Robbie Buhl of D&R: “I think it’s a good thing for the health of the series. We need to have 20-plus cars and we can’t be short-sighted – we need to be stronger."

And, of course, there's that opinionated guy who won the Indy 500 four times ... A.J. Foyt, always ready to offer the counterpoint: "I think I’d prefer to keep the purses because they’re decent. That’s how drivers get paid."

My not-so-humble opinion: This can be a great idea to guarantee some $$ to the smaller teams, and possibly allow some of the one-car operations to run more cars. It at least covers the cost of the engine lease & tires, with the I500 purse being able to cover a bit more. Obviously, this only covers about 25-30% of the budget for the smallest operations.
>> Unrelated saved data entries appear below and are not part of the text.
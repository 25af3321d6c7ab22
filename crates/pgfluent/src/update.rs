//! UPDATE statement builder.

use crate::client::{GenericClient, run_execute};
use crate::error::{SqlError, SqlResult};
use crate::predicate::WhereClause;
use crate::table::Table;
use crate::value::Value;

/// Collects SET fields and WHERE conditions for one `UPDATE` statement.
///
/// SET parameters are bound first, WHERE parameters after, in call order
/// within each group.
#[derive(Clone)]
pub struct UpdateBuilder {
    table: Table,
    sets: Vec<(String, Value)>,
    where_clause: WhereClause,
}

impl UpdateBuilder {
    pub(crate) fn new(table: &Table) -> Self {
        Self {
            table: table.clone(),
            sets: Vec::new(),
            where_clause: WhereClause::new(),
        }
    }

    /// Add `column = value` to the SET clause.
    pub fn set(mut self, column: &str, value: impl Into<Value>) -> Self {
        self.sets.push((column.to_string(), value.into()));
        self
    }

    /// Add to the SET clause only if the value is present.
    pub fn set_opt<T: Into<Value>>(self, column: &str, value: Option<T>) -> Self {
        match value {
            Some(v) => self.set(column, v),
            None => self,
        }
    }

    /// Add a serializable value as a JSON column.
    pub fn set_json<T: serde::Serialize>(self, column: &str, value: &T) -> SqlResult<Self> {
        let json = serde_json::to_value(value)
            .map_err(|e| SqlError::validation(format!("cannot serialize column '{column}': {e}")))?;
        Ok(self.set(column, json))
    }

    /// Add each `(name, value)` pair from two parallel collections.
    pub fn set_fields<I, V>(mut self, columns: I, values: V) -> Self
    where
        I: IntoIterator<Item = String>,
        V: IntoIterator<Item = Value>,
    {
        for (column, value) in columns.into_iter().zip(values) {
            self.sets.push((column, value));
        }
        self
    }

    /// Add a NULL-safe WHERE condition (`Value::Null` renders `IS NULL`).
    pub fn where_eq(mut self, column: &str, value: impl Into<Value>) -> Self {
        self.where_clause.eq(column, value);
        self
    }

    /// Add a WHERE condition only if the value is present.
    pub fn where_eq_opt<T: Into<Value>>(mut self, column: &str, value: Option<T>) -> Self {
        self.where_clause.eq_opt(column, value);
        self
    }

    /// Add a WHERE fragment with `?` markers.
    pub fn where_expression<T: Into<Value>>(mut self, sql: &str, values: Vec<T>) -> Self {
        self.where_clause.expression(sql, values);
        self
    }

    /// Add a WHERE condition: `column IN (values...)`
    pub fn where_in<T: Into<Value>>(mut self, column: &str, values: Vec<T>) -> Self {
        self.where_clause.in_list(column, values);
        self
    }

    fn build(&self) -> SqlResult<(String, Vec<Value>)> {
        if self.sets.is_empty() {
            return Err(SqlError::validation(format!(
                "UPDATE {}: SET clause cannot be empty",
                self.table.name()
            )));
        }

        let mut params = Vec::with_capacity(self.sets.len());
        let mut sql = format!("UPDATE {} SET ", self.table.name());
        for (i, (column, value)) in self.sets.iter().enumerate() {
            if i > 0 {
                sql.push_str(", ");
            }
            params.push(value.clone());
            sql.push_str(column);
            sql.push_str(" = $");
            sql.push_str(&params.len().to_string());
        }

        if !self.where_clause.is_empty() {
            sql.push_str(" WHERE ");
            self.where_clause.render(&mut sql, &mut params);
        }

        Ok((sql, params))
    }

    /// The rendered SQL (for inspection).
    pub fn to_sql(&self) -> SqlResult<String> {
        Ok(self.build()?.0)
    }

    /// Execute the update and return the number of rows updated.
    pub async fn execute(self, conn: &impl GenericClient) -> SqlResult<u64> {
        let (sql, params) = self.build()?;
        run_execute(conn, self.table.monitor_ref().as_ref(), &sql, &params).await
    }
}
One of the big things the IRL has lost since 2003 has been the small privateers running along with the big boys -- in part because they couldn't hack it financially once Honda/Toyota got involved & AGR/TCGR/Penske/RLR came over. But it's always good to do something to bring the privateers back -- especially as they're getting squeezed out of that to-be-nameless stock-car series. Beck sounds interested -- and tried to run a few races this year (and probably would have run some more if the $$ could have been found). PDM has posted on their website that it wants to run the full schedule by 2009. Roth wants to run two cars the full season next year.

There's a baseline, now ...

The top teams will lose purse $$ in this arrangement, but they'd like to have more teams to beat (of course), and they can usually finance their operations via the added sponsorship dollars they get from the exposure of being up front.

Economies of scale should allow teams to field more cars -- which is more palatable to TCGR: putting out 2 cars and getting $2.6mm in guaranteed money, or putting Alex Lloyd in a chassis they already have and getting $3.9 mm in guaranteed money, with a sponsor paying Lloyd's salary and the crew? The structure is already there, and teams already have a handful of Dallara tubs (heck, if Roth can end up with two, it can't be all bad).

Bring more cars back into the series ... it needs to get back to the 24-to-28-car fields it saw a decade ago. This should do that, even if it will lead to more of a financial outlay from the IRL.